I use a spyder 3 to calibrate my monitor. Works like a champ, but I'm also not a professional. It was priced reasonably at the time ( I think it's been replaced by a spyder 4) off of amazon.


----------



## RLPhoto (Oct 19, 2012)

I use the Spyder 3 Elite. Works just fine.


----------



## Mt Spokane Photography (Oct 19, 2012)

Alex said:


> Thanks guys for your response.. I think spyder get some of the best reviews that iv seen on the net.. So what I need to do first is calibrate my monitor then run off a few test prints see how close they come to the colours on screen, then how would I go about adjusting the print to match the screen colours ?


Since you are using a external printer, Calibrating your screen is about the best thing. In addition, you may be able to get the printer profile for the printer that the company is using, and use the soft proof in photoshop to see what the print will look like. 
You cannot create a profile from your screen to their printer, but soft proofing the profile they use will be better in any event.


----------



## Alex (Oct 19, 2012)

Hey guys, thank you so much for all your info.. It has really helped me.. I think that I have settled on the X-Rite ColorMunki Photo.. That is about as much as I'm looking to spend on a calibration system.. 

I should have said earlier that I am using a Macbook pro 17" with 2.3 i7 with 16GB of ram and a 750GB hard drive.. I noticed that can calibrate the display through the system preferences, which then gives me a profile .. Not sure how accurate it is..

Is the X-Rite ColorMunki Photo the right choice?


----------



## TrumpetPower! (Oct 19, 2012)

Alex said:


> Is the X-Rite ColorMunki Photo the right choice?



Yes. You should be quite happy with it.

...you should also resign yourself now to the fact that you'll be capable of getting quality prints from any combination of printer, ink, and paper...and that you're likely to start searching for your favorite such combination and printing lots of color charts and sample images in your quest.

May I suggest? Red River Paper makes good stuff for not much money. Stick with them until you know what you're doing....

Cheers,

b&


----------



## sufirosso (Oct 20, 2012)

I was tortured for years with the same problem.
In my opinion a calibrator only won`t fix your issue unless you have a high quality monitor too.
I invested in a new monitor which comes with a calibrator and never looked back.
It was a costly choice (approx $1200) but I could not afford anymore to screw up prints not to mention an album that I had print in Italy!!
I bought a NEC monitor with the calibrator which is made by x-rite.
Very happy and never had a problem again.


----------



## TrumpetPower! (Oct 23, 2012)

Mikael Risedal said:


> what to keep in mind is that colori / spectrophotometer use different gelatin color filters that ages with time and these must be kept dark.

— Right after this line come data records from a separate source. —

//! Integration tests for the Canvas gateway.
//!
//! These tests drive the real `CanvasClient` over HTTP against a fake Canvas
//! server, covering authentication, pagination, payload validation and
//! error mapping.

mod common;

use common::{spawn, Canvas, COURSE_ID, TOKEN};
use sectionwise_lms::{
    CanvasClient, CourseId, EnrollmentId, EnrollmentQuery, LmsError, LmsGateway, NewEnrollment,
    NewPost, NewSection, PostQuery, Role, UserId,
};
use serde_json::json;

fn client(base_url: &str) -> CanvasClient {
    CanvasClient::new(base_url, TOKEN).expect("valid endpoint")
}

// ============================================================================
// Authentication and course lookup
// ============================================================================

#[tokio::test]
async fn test_get_course_with_valid_token() {
    let fake = spawn(Canvas::default()).await;

    let course = client(&fake.base_url)
        .get_course(CourseId(COURSE_ID))
        .await
        .expect("course");

    assert_eq!(course.name, "Foundations of Nursing");
    assert_eq!(course.course_code.as_deref(), Some("NRSG100"));
}

#[tokio::test]
async fn test_wrong_token_maps_to_http_error() {
    let fake = spawn(Canvas::default()).await;
    let client = CanvasClient::new(&fake.base_url, "wrong").expect("valid endpoint");

    let err = client.get_course(CourseId(COURSE_ID)).await.unwrap_err();

    assert!(matches!(err, LmsError::Http { status: 401, .. }));
}

#[tokio::test]
async fn test_unknown_course_is_not_found() {
    let fake = spawn(Canvas::default()).await;
    let err = client(&fake.base_url).get_course(CourseId(7)).await.unwrap_err();
    assert_eq!(err.status(), Some(404));
}

#[tokio::test]
async fn test_unreachable_endpoint_is_network_error() {
    let port = std::net::TcpListener::bind("127.0.0.1:0")
        .expect("Failed to bind to port")
        .local_addr()
        .expect("Failed to get local addr")
        .port();
    let client =
        CanvasClient::new(&format!("http://127.0.0.1:{port}"), TOKEN).expect("valid endpoint");
    let err = client.current_user().await.unwrap_err();
    assert!(matches!(err, LmsError::Network(_)));
}

#[tokio::test]
async fn test_current_user() {
    let fake = spawn(Canvas::default()).await;
    let me = client(&fake.base_url).current_user().await.expect("user");
    assert_eq!(me.id, UserId(1));
    assert_eq!(me.login_id.as_deref(), Some("s1"));
}

// ============================================================================
// Pagination and validation
// ============================================================================

#[tokio::test]
async fn test_enrollment_pages_are_followed() {
    let mut canvas = Canvas::default();
    for user in 100..105 {
        canvas.enroll(user, &format!("Student {user}"), "StudentEnrollment", None);
    }
    canvas.enroll(10, "Grace", "TeacherEnrollment", None);
    let fake = spawn(canvas).await;

    let enrollments = client(&fake.base_url)
        .list_enrollments(CourseId(COURSE_ID), &EnrollmentQuery::all_roles())
        .await
        .expect("enrollments");

    assert_eq!(enrollments.len(), 6);
    assert_eq!(enrollments[5].role, Role::Teacher);
    let pages = fake
        .state()
        .requests
        .iter()
        .filter(|r| r.ends_with("/enrollments"))
        .count();
    assert_eq!(pages, 3);
}

#[tokio::test]
async fn test_enrollment_query_by_user() {
    let mut canvas = Canvas::default();
    canvas.enroll(100, "Ada", "StudentEnrollment", None);
    canvas.enroll(101, "Alan", "StudentEnrollment", None);
    canvas.enroll(100, "Ada", "TaEnrollment", None);
    let fake = spawn(canvas).await;

    let enrollments = client(&fake.base_url)
        .list_enrollments(CourseId(COURSE_ID), &EnrollmentQuery::for_user(UserId(100)))
        .await
        .expect("enrollments");

    assert_eq!(enrollments.len(), 2);
    assert!(enrollments.iter().all(|e| e.user.id == UserId(100)));
}

#[tokio::test]
async fn test_malformed_enrollment_rejects_the_batch() {
    let mut canvas = Canvas::default();
    canvas.enroll(100, "Ada", "StudentEnrollment", None);
    canvas.push_raw_enrollment(json!({
        "id": 77,
        "user_id": 101,
        "type": "StudentEnrollment",
        "enrollment_state": "frozen",
        "created_at": "2026-03-01T09:30:00Z",
        "user": {"id": 101, "name": "Test Student"}
    }));
    let fake = spawn(canvas).await;

    let err = client(&fake.base_url)
        .list_enrollments(CourseId(COURSE_ID), &EnrollmentQuery::all_roles())
        .await
        .unwrap_err();

    assert!(matches!(
        err,
        LmsError::Malformed { kind: "enrollment", ref message } if message.contains("frozen")
    ));
}

// ============================================================================
// Writes
// ============================================================================

#[tokio::test]
async fn test_section_and_enrollment_writes() {
    let mut canvas = Canvas::default();
    canvas.enroll(100, "Ada", "StudentEnrollment", None);
    let fake = spawn(canvas).await;
    let client = client(&fake.base_url);
    let course = CourseId(COURSE_ID);

    let section = client
        .create_section(
            course,
            &NewSection {
                name: "Tutorial Group A".to_string(),
                sis_section_id: Some("SM_1_Tutorial_Group_A".to_string()),
            },
        )
        .await
        .expect("section");
    assert_eq!(section.sis_section_id.as_deref(), Some("SM_1_Tutorial_Group_A"));

    let enrollment = client
        .create_enrollment(
            course,
            &NewEnrollment::active(UserId(100), Some(section.id), Role::Teacher).section_limited(),
        )
        .await
        .expect("enrollment");
    assert_eq!(enrollment.role, Role::Teacher);
    assert_eq!(enrollment.section_id, Some(section.id));
    {
        let state = fake.state();
        let stored = state.enrollments.last().expect("stored");
        assert_eq!(stored["limit_privileges_to_course_section"], true);
    }

    client
        .delete_enrollment(course, enrollment.id)
        .await
        .expect("delete");
    assert!(fake
        .state()
        .requests
        .iter()
        .any(|r| r == &format!("DELETE /courses/{COURSE_ID}/enrollments/{}?task=delete", enrollment.id)));

    let err = client
        .delete_enrollment(course, EnrollmentId(999_999))
        .await
        .unwrap_err();
    assert_eq!(err.status(), Some(404));
}

#[tokio::test]
async fn test_rejected_enrollment_keeps_body() {
    let mut canvas = Canvas::default();
    canvas.enroll(100, "Ada", "TaEnrollment", None);
    canvas.reject_enrollments.insert(
        100,
        (400, r#"{"errors":[{"message":"User is already enrolled"}]}"#.to_string()),
    );
    let fake = spawn(canvas).await;

    let err = client(&fake.base_url)
        .create_enrollment(
            CourseId(COURSE_ID),
            &NewEnrollment::active(UserId(100), None, Role::Teacher),
        )
        .await
        .unwrap_err();

    assert!(err.is_duplicate_enrollment());
    assert_eq!(err.status(), Some(400));
}

#[tokio::test]
async fn test_posts_are_unpublished_announcements() {
    let fake = spawn(Canvas::default()).await;
    let client = client(&fake.base_url);
    let course = CourseId(COURSE_ID);

    let post = client
        .create_discussion_post(
            course,
            &NewPost {
                title: "[Audit] Section Created - 2026-03-02T10:15:30.000Z".to_string(),
                body: "<p><strong>Details:</strong> x</p>".to_string(),
                private: true,
            },
        )
        .await
        .expect("post");
    assert_eq!(post.author_name.as_deref(), Some("Operator"));

    {
        let state = fake.state();
        assert_eq!(state.topics[0]["is_announcement"], true);
        assert_eq!(state.topics[0]["published"], false);
    }

    let posts = client
        .list_discussion_posts(course, PostQuery { only_announcements: true })
        .await
        .expect("posts");
    assert_eq!(posts.len(), 1);
    assert!(posts[0].posted_at.is_some());
}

I have no idea what you're referring to, especially if you're referring to the i1 Pro, Spectrolino / Spectroscan, DTP line, and similar spectrophotometers.

It's true that for ISO 9000 compliance you need to have the devices re-certified every couple years (or whatever), but I very much doubt there are any gelatin filters in any of them -- and, if there are any, they're certainly not ever exposed to ambient light.

Mostly, it's the bulbs that change with usage, and recertification writes new values to the firmware to match the new spectral characteristics of the bulb.

And, honestly? Unless you're doing ISO 9000 certification or you have good reason to suspect the performance of your instrument, recertification is a waste. These are quality instruments that are built to last, and they do.

Cheers,

b&


----------